The official German military archives reveal that when the war broke out, early on the morning of the invasion of Poland by Hitler the Chief of the General Staff of the Air Force, General Hans Jeschonnek, rang up the German Embassy in Moscow to say that in order to give his pilots navigational aid in the bombing of Poland, he would appreciate it if the Russian radio station at Minsk would continually identify itself. By afternoon Ambassador von der Schulenburg was able to inform Berlin that the Soviet government was “ prepared to meet your wishes”. The Russians agreed to introduce a station identification as often as possible in the programmes over their transmitter and they even extended the broadcasting time of the Minsk station by two hours so as to aid the German fliers late at night.
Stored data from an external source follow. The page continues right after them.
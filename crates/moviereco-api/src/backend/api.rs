//! Capability traits implemented by `MovieClient`.
#![allow(clippy::future_not_send)]

use serde_json::Value;

use crate::error::ApiError;
use crate::tmdb::DiscoverParams;
use crate::types::{
    ActionResponse, AvatarList, AvatarUpload, GenreList, LoginResponse, MovieDetails,
    MovieSummary, Page, PopularMovies, ProfileUpdate, RatingList, Registration, Review,
    SimilarMovies, UploadedAvatar, UserProfile, Video, WatchlistItem, WatchlistToggle,
};

/// Default number of personalized recommendations.
pub const PERSONALIZED_LIMIT: u32 = 12;

/// Default number of recommendations per genre.
pub const GENRE_RECOMMENDATION_LIMIT: u32 = 8;

/// Default number of watch-history entries.
pub const WATCH_HISTORY_LIMIT: u32 = 12;

/// Movie catalog: listings, search, details, discovery, recommendations.
///
/// Operations that return a bare value (not a `Result`) never fail: their
/// errors are logged and replaced by an empty listing.
#[allow(clippy::module_name_repetitions)]
#[trait_variant::make(CatalogApi: Send)]
pub trait LocalCatalogApi {
    /// Popular movies for `page`. Falls back to an empty page 1 of 1.
    async fn popular_movies(&self, page: u32) -> PopularMovies;

    /// All genres.
    ///
    /// # Errors
    ///
    /// Returns an error if the request or JSON parsing fails.
    async fn genres(&self) -> Result<GenreList, ApiError>;

    /// Details for one movie.
    ///
    /// # Errors
    ///
    /// Returns an error if the request or JSON parsing fails.
    async fn movie_details(&self, movie_id: u64) -> Result<MovieDetails, ApiError>;

    /// Up to 25 movies similar to `movie_id`. Falls back to an empty list.
    async fn similar_movies(&self, movie_id: u64) -> SimilarMovies;

    /// Title search. A blank query returns an empty result without a
    /// request, as does any failure.
    async fn search_movies(&self, query: &str, page: u32) -> Page<MovieSummary>;

    /// Movies in one genre. Falls back to an empty page 1 of 1.
    async fn movies_by_genre(&self, genre_id: u32, page: u32) -> Page<MovieSummary>;

    /// User reviews for a movie. Falls back to an empty page 1 of 1.
    async fn movie_reviews(&self, movie_id: u64, page: u32) -> Page<Review>;

    /// Trailers and clips for a movie. Falls back to an empty list.
    async fn movie_videos(&self, movie_id: u64) -> Vec<Video>;

    /// Recommendations for the signed-in user. Falls back to an empty list.
    async fn personalized_recommendations(&self, limit: u32) -> Vec<MovieSummary>;

    /// Top recommendations within a genre.
    ///
    /// # Errors
    ///
    /// Returns an error if the request or JSON parsing fails.
    async fn recommendations_by_genre(
        &self,
        genre_id: u32,
        limit: u32,
    ) -> Result<Vec<MovieSummary>, ApiError>;

    /// Filtered discovery against TMDB.
    ///
    /// # Errors
    ///
    /// Returns `ApiError::TmdbNotConfigured` without a TMDB token, otherwise
    /// any request or JSON parsing error.
    async fn discover_movies(&self, params: &DiscoverParams)
    -> Result<Page<MovieSummary>, ApiError>;
}

/// Account: sign-in, registration, profile and avatars.
#[allow(clippy::module_name_repetitions)]
#[trait_variant::make(AccountApi: Send)]
pub trait LocalAccountApi {
    /// Signs in and stores the returned credentials.
    ///
    /// # Errors
    ///
    /// Returns an error if the request fails or the session cannot be saved.
    async fn login(&self, email: &str, password: &str) -> Result<LoginResponse, ApiError>;

    /// Creates an account.
    ///
    /// # Errors
    ///
    /// Returns an error if the request fails.
    async fn register(&self, registration: &Registration) -> Result<Value, ApiError>;

    /// The signed-in user, or `None` when no token is stored.
    ///
    /// # Errors
    ///
    /// Returns an error if the request fails.
    async fn current_user(&self) -> Result<Option<Value>, ApiError>;

    /// The signed-in user's profile.
    ///
    /// # Errors
    ///
    /// Returns `ApiError::ProfileLoad` on any failure, including a missing
    /// token.
    async fn user_profile(&self) -> Result<UserProfile, ApiError>;

    /// Updates the profile fields that are set.
    ///
    /// # Errors
    ///
    /// Returns an error if the request fails or the server sends no body.
    async fn update_profile(&self, update: &ProfileUpdate) -> Result<Value, ApiError>;

    /// Uploads an image as the avatar.
    ///
    /// # Errors
    ///
    /// Returns an error if the request fails.
    async fn upload_profile_picture(&self, upload: AvatarUpload)
    -> Result<UploadedAvatar, ApiError>;

    /// Stock avatars to choose from.
    ///
    /// # Errors
    ///
    /// Returns an error if the request fails.
    async fn avatars(&self) -> Result<AvatarList, ApiError>;

    /// Forgets the stored credentials and user record.
    ///
    /// # Errors
    ///
    /// Returns an error if the session store cannot be written.
    async fn logout(&self) -> Result<(), ApiError>;
}

/// Personal library: watch list, watch history and ratings.
#[allow(clippy::module_name_repetitions)]
#[trait_variant::make(LibraryApi: Send)]
pub trait LocalLibraryApi {
    /// Adds or removes a movie from the watch list.
    ///
    /// # Errors
    ///
    /// Returns an error if the request fails.
    async fn toggle_watchlist(&self, movie_id: u64) -> Result<WatchlistToggle, ApiError>;

    /// The watch list. Falls back to an empty list.
    async fn watchlist(&self) -> Vec<WatchlistItem>;

    /// Records a movie as watched. `movie_id` is read as a leading integer.
    ///
    /// # Errors
    ///
    /// Returns `ApiError::Shape` when `movie_id` has no leading digits, or
    /// any request error.
    async fn add_to_watch_history(&self, movie_id: &str) -> Result<ActionResponse, ApiError>;

    /// Recently watched movies. Falls back to an empty list.
    async fn watch_history(&self, limit: u32) -> Vec<MovieSummary>;

    /// Removes a movie from the watch history.
    ///
    /// # Errors
    ///
    /// Returns an error if the request fails.
    async fn remove_from_watch_history(&self, movie_id: u64) -> Result<ActionResponse, ApiError>;

    /// Rates a movie.
    ///
    /// # Errors
    ///
    /// Returns an error if the request fails.
    async fn rate_movie(&self, movie_id: u64, rating: f64) -> Result<ActionResponse, ApiError>;

    /// The user's rating for a movie, `None` when unrated or on failure.
    async fn movie_rating(&self, movie_id: u64) -> Option<f64>;

    /// Every movie the user rated.
    ///
    /// # Errors
    ///
    /// Returns an error if the request fails.
    async fn user_ratings(&self) -> Result<RatingList, ApiError>;
}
Mr. Matsuoka, the Japanese Foreign Minister, visited Moscow for the purpose of making an agreement with Stalin and at the end of the visit Stalin went to the railway station to see Matsuoka off. The official documents recount how Stalin went out of his way to show a remarkably friendly manner not only to the Japanese but also to the Germans. At the railroad station, Stalin publicly asked for Schulenburg. the German Ambassador, and threw his arms around his shoulders, saying -
We must remain friends and you must now do everything to that end.
– What was the date of that meeting?
– The date was 13th April, 1941. Somewhat later, Stalin turned to the acting Germany Military Attach6,
Colonel Krebs, first made sure that he was a German, and then said to him, “ We will remain friends with you - through thick and thin “.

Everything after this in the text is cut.